The story of my own little bunny is hard for me to tell. Cloud died yesterday, May 18, 2005, which is a day I won’t ever forget. I remember just like it was a minute ago when I was a little kid, just 10 years old, when my two older brothers were going college. I was going to be the last one left in the house, alone for most of the day, so my parents though it best to buy me a pet. I had always wanted a rabbit when I was a toddler and so I chose an adorable little Himalayan Dwarf bunny, all white as snow with little cute bulging red eyes.
I had her for no more than a few weeks before I couldn’t go anywhere without her. When I slept I’d take her with me, when I’d eat, I’d share my food with her. Because I never really had many friends as a child, actually.. I didn’t have any friends at all, she really was the only one for me who I could bond together. Since I was a child, I wasn’t really experienced with petcare at the time, so I knew sometimes I did things that were probably unknowingly painful or unwise to her.
But after awhile, I started to understand and truly bond together on all levels with Cloud. I always remembered, with humor, over the first month I had her, when I saw her little white furred ears, paws, and tail gradually turn to black fur, and little tufts of golden fur
from the base of her long little ears.
I remember now with fondness that we would always share bananas together, since she always loved bananas a whole lot. But then there was that one fateful day. I had decided to give her a bath one night. I made doubly sure the water wasn’t too hot or too cold, but just right; I used her favorite shampoo on her, and she lay down on her belly while I washed her back and her ears that she scratched here and there. I dried her out carefully, but all of a sudden she started losing bowel control and I noticed she kept falling asleep uncontrollably. I thought it was just because she was tired, so I put her back into her cage. The next morning I went to get some bedding and some treats and vitamins for her and when I came back, she was laying on her side as if she was taking a little nap, but I knew deep inside that she wouldn’t ever be waking up.

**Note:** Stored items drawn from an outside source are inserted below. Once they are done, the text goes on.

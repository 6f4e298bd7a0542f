use criterion::{black_box, criterion_group, criterion_main, BenchmarkId, Criterion};
use drivesync_lib::core::conflict::ConflictStrategy;
use drivesync_lib::core::delta::{RemoteChanges, RemoteEntry};
use drivesync_lib::core::scanner::{LocalEntry, LocalScan};
use drivesync_lib::core::state::ItemRecord;
use drivesync_lib::core::{reconcile, ReconcileInput};

const NOW: i64 = 1_700_000_000;

fn record(i: usize) -> ItemRecord {
    ItemRecord::converged(
        &format!("id-{}", i),
        Some("root"),
        &format!("file{}.txt", i),
        false,
        Some(format!("fp-{}", i)),
        1000,
        100,
        Some("v1".into()),
        10,
        NOW,
    )
}

fn local(i: usize, fp: String) -> LocalEntry {
    LocalEntry {
        path: format!("file{}.txt", i),
        size: 1000,
        mtime: 100,
        fingerprint: Some(fp),
        is_folder: false,
        folder_state: None,
    }
}

fn remote(i: usize, hash: String) -> RemoteEntry {
    RemoteEntry {
        id: format!("id-{}", i),
        parent_id: Some("root".into()),
        name: format!("file{}.txt", i),
        path: format!("file{}.txt", i),
        is_folder: false,
        deleted: false,
        size: 1000,
        mtime: 10,
        content_hash: Some(hash),
        version: Some("v2".into()),
    }
}

fn bench_steady_state(c: &mut Criterion) {
    let mut group = c.benchmark_group("reconcile_steady_state");

    for count in [100usize, 1000, 10000].iter() {
        let records: Vec<ItemRecord> = (0..*count).map(record).collect();
        let mut scan = LocalScan::default();
        for i in 0..*count {
            let entry = local(i, format!("fp-{}", i));
            scan.entries.insert(entry.path.clone(), entry);
        }
        let changes = RemoteChanges::default();

        group.bench_with_input(BenchmarkId::from_parameter(count), count, |b, _| {
            b.iter(|| {
                reconcile(black_box(&ReconcileInput {
                    records: &records,
                    tombstones: &[],
                    local: &scan,
                    remote: &changes,
                    strategy: ConflictStrategy::KeepBoth,
                    now: NOW,
                }))
            });
        });
    }
    group.finish();
}

fn bench_mixed_changes(c: &mut Criterion) {
    let mut group = c.benchmark_group("reconcile_mixed_changes");

    for count in [100usize, 1000, 10000].iter() {
        let records: Vec<ItemRecord> = (0..*count).map(record).collect();
        let mut scan = LocalScan::default();
        let mut changes = RemoteChanges::default();
        for i in 0..*count {
            // 每 4 个改一次本地，每 3 个改一次远端，重叠的成为冲突
            let local_fp = if i % 4 == 0 { format!("local-{}", i) } else { format!("fp-{}", i) };
            let entry = local(i, local_fp);
            scan.entries.insert(entry.path.clone(), entry);
            if i % 3 == 0 {
                changes.entries.push(remote(i, format!("remote-{}", i)));
            }
        }
        for i in *count..count + count / 10 {
            changes.entries.push(remote(i, format!("new-{}", i)));
        }

        group.bench_with_input(BenchmarkId::from_parameter(count), count, |b, _| {
            b.iter(|| {
                reconcile(black_box(&ReconcileInput {
                    records: &records,
                    tombstones: &[],
                    local: &scan,
                    remote: &changes,
                    strategy: ConflictStrategy::KeepBoth,
                    now: NOW,
                }))
            });
        });
    }
    group.finish();
}

criterion_group!(benches, bench_steady_state, bench_mixed_changes);
criterion_main!(benches);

I knew there was something wrong even before I fell asleep the night before; it was like I could feel it in my heart that something wasn’t right. I grieved right there at her cage and brought her out. Her age of 10 1/12 years was showing as there was little muscle left and I could feel her spine right through her soft delightful fur.
I looked at her and the first thing I remember saying was, “Oh, Cloud..” I had kept thinking for those first few moments that she would suddenly just spring out of my arms and say, “Don’t touch me! I want to run around!” But I knew, from my experience as a scientist, that just wasn’t going to happen. Her ears were cold and her eyes,
though open, were glazed.
I would always remember her eyes. She would always look at me with those soft red eyes as if asking for a treat or begging me to play with her or to sleep with her tightly. Up to now, I don’t know if it was because of the bath, or because of her old age. I dug her own grave in my backyard with my own hands, and I placed her into the hole. I told her, “You were my best friend ever, and you were my only friend.
I’m sorry if I had ever not taken good care of you at some point and I hope you aren’t angry with me somehow. I will miss you and I’ll always love you very much.” So I had buried her and that was that. I had kept a small white crystal I had found from her gravesite and a lock of her fur. Some people would probably just say, “You can always buy another pet.” But it’s not that easy at all. Anyone who says such a thing doesn’t understand themselves in any way.
Cloud was my best friend and my only true friend.
I could tell her anything and she would always just sit and listen. It really is just like losing a person close to you. I miss her right now as I’m thinking of her, and I’ll always miss her. She was my first pet, a true friend, and my only friend. It was a privilege to take care of her from her young baby bunny years, to her elder rabbit years. I’ll miss her very much. Thank you Cloud for everything.